- Opening Delimiter -

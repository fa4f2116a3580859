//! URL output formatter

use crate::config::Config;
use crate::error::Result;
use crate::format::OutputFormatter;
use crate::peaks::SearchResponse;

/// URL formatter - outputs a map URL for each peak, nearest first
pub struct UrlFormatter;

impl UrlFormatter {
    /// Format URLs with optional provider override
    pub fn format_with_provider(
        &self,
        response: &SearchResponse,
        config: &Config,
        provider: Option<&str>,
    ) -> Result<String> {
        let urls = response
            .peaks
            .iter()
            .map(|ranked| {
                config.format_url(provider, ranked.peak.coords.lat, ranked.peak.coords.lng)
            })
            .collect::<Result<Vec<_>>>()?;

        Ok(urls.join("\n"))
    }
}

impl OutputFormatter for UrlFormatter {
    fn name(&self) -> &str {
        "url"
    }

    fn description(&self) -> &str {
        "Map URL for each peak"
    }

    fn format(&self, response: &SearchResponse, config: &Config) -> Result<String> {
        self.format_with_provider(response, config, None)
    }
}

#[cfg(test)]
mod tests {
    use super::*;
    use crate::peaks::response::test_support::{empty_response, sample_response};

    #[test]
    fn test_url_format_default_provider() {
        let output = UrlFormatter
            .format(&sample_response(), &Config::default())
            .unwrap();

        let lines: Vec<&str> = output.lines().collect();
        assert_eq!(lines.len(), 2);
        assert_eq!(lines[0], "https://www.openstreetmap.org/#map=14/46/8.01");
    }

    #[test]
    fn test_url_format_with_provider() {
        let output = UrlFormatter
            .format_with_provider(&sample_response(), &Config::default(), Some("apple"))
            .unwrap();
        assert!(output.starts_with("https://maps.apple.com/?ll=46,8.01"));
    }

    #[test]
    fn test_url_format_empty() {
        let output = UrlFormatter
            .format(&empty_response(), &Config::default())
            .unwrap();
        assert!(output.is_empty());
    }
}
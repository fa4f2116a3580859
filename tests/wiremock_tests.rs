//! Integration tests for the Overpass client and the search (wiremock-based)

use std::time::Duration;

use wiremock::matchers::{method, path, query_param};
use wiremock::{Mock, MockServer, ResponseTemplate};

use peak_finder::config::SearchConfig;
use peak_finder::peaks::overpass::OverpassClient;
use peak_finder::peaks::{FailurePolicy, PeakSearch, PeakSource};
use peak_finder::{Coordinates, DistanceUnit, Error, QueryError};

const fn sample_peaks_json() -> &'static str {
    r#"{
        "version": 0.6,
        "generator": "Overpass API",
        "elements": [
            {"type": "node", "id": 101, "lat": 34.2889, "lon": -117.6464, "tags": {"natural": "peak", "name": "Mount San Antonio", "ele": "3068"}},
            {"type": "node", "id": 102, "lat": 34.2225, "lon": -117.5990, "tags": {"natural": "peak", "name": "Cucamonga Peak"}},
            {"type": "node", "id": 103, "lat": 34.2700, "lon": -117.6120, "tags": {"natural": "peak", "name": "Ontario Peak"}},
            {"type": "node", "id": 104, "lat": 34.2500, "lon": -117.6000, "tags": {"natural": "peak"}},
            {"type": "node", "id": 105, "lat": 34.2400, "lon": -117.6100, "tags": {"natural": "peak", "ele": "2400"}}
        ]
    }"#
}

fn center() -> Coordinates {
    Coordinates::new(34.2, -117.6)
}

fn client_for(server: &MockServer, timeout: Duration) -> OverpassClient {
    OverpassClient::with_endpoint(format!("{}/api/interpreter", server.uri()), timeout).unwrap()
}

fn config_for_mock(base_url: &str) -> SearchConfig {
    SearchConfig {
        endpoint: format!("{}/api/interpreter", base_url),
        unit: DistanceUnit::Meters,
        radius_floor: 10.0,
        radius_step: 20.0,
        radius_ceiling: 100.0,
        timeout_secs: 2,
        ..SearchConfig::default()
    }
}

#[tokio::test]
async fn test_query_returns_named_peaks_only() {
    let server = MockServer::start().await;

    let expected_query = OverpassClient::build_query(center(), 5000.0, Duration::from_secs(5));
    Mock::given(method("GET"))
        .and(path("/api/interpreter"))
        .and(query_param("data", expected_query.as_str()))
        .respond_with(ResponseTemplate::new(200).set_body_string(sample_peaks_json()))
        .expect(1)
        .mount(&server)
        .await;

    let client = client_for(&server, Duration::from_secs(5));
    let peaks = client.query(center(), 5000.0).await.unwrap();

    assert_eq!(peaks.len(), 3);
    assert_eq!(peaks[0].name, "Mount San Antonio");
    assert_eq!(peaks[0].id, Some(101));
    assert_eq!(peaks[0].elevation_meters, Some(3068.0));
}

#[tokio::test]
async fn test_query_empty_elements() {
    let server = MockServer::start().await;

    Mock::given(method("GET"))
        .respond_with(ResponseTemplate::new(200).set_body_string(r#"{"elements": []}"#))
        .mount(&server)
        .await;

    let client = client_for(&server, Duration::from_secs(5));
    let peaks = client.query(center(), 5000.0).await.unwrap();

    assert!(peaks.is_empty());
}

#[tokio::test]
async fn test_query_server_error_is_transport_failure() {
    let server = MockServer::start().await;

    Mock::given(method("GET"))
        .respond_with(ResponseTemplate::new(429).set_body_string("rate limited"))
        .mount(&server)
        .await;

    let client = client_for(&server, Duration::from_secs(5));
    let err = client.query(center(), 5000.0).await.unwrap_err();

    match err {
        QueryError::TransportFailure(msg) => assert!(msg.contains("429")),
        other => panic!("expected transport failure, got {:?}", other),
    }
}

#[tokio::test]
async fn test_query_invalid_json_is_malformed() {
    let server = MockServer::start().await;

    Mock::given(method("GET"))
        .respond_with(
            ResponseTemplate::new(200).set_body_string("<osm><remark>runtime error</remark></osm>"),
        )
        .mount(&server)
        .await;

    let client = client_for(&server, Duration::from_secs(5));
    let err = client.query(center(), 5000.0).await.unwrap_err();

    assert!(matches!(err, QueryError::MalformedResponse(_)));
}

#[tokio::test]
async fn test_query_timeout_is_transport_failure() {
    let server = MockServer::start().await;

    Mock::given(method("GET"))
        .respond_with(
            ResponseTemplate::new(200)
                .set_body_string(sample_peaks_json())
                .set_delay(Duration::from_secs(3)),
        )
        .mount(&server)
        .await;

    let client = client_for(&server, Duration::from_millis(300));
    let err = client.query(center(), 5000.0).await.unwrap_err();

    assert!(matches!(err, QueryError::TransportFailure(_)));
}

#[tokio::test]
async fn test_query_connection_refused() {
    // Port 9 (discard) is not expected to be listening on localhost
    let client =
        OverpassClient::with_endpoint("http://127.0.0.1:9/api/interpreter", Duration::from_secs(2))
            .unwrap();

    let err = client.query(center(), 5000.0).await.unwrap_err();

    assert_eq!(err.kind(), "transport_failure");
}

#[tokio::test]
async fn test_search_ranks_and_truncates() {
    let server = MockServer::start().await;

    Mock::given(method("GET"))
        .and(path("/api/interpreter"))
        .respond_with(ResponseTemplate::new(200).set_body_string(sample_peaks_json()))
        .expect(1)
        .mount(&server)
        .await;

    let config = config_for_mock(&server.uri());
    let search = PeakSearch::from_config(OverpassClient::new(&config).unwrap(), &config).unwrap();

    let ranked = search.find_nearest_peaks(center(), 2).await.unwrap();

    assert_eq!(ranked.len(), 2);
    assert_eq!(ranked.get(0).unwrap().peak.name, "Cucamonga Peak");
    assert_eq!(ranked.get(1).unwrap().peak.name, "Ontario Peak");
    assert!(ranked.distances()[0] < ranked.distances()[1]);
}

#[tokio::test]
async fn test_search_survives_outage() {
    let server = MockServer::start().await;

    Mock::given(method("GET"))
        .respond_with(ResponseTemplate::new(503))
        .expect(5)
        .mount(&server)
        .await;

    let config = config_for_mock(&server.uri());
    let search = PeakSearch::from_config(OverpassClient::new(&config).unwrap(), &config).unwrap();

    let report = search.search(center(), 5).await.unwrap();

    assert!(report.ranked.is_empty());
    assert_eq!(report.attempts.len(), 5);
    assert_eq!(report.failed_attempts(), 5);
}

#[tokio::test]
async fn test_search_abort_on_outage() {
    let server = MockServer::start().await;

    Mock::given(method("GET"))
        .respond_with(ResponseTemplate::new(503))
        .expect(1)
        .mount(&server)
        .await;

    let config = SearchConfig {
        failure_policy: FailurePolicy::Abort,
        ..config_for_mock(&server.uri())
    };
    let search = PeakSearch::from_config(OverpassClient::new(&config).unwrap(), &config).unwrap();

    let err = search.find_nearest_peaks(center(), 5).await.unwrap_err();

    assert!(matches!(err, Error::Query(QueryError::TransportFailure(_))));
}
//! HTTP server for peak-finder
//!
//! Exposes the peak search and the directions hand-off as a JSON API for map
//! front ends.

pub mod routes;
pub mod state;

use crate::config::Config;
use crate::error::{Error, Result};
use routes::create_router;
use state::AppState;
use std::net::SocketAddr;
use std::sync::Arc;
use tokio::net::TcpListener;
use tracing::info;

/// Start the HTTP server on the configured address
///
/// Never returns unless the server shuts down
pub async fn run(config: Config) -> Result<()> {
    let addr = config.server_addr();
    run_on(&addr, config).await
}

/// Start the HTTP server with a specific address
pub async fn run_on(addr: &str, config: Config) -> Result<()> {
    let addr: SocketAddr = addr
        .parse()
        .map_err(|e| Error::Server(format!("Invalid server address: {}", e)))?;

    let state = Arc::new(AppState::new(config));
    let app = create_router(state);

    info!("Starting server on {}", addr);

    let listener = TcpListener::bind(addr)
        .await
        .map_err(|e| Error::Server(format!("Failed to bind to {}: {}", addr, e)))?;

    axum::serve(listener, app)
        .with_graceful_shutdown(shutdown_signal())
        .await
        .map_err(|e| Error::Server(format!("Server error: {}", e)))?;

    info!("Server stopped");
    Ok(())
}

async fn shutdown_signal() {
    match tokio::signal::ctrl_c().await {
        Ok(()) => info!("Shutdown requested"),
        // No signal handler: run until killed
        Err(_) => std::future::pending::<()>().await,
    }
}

- Closing Delimiter -

Within the listing above, locate the line containing "use tokio::net::TcpListener;" and the line containing "let app = create_router(state);". Reproduce those two lines and all lines between them exactly, with nothing added.

__Answer to this task__:
use tokio::net::TcpListener;
use tracing::info;

/// Start the HTTP server on the configured address
///
/// Never returns unless the server shuts down
pub async fn run(config: Config) -> Result<()> {
    let addr = config.server_addr();
    run_on(&addr, config).await
}

/// Start the HTTP server with a specific address
pub async fn run_on(addr: &str, config: Config) -> Result<()> {
    let addr: SocketAddr = addr
        .parse()
        .map_err(|e| Error::Server(format!("Invalid server address: {}", e)))?;

    let state = Arc::new(AppState::new(config));
    let app = create_router(state);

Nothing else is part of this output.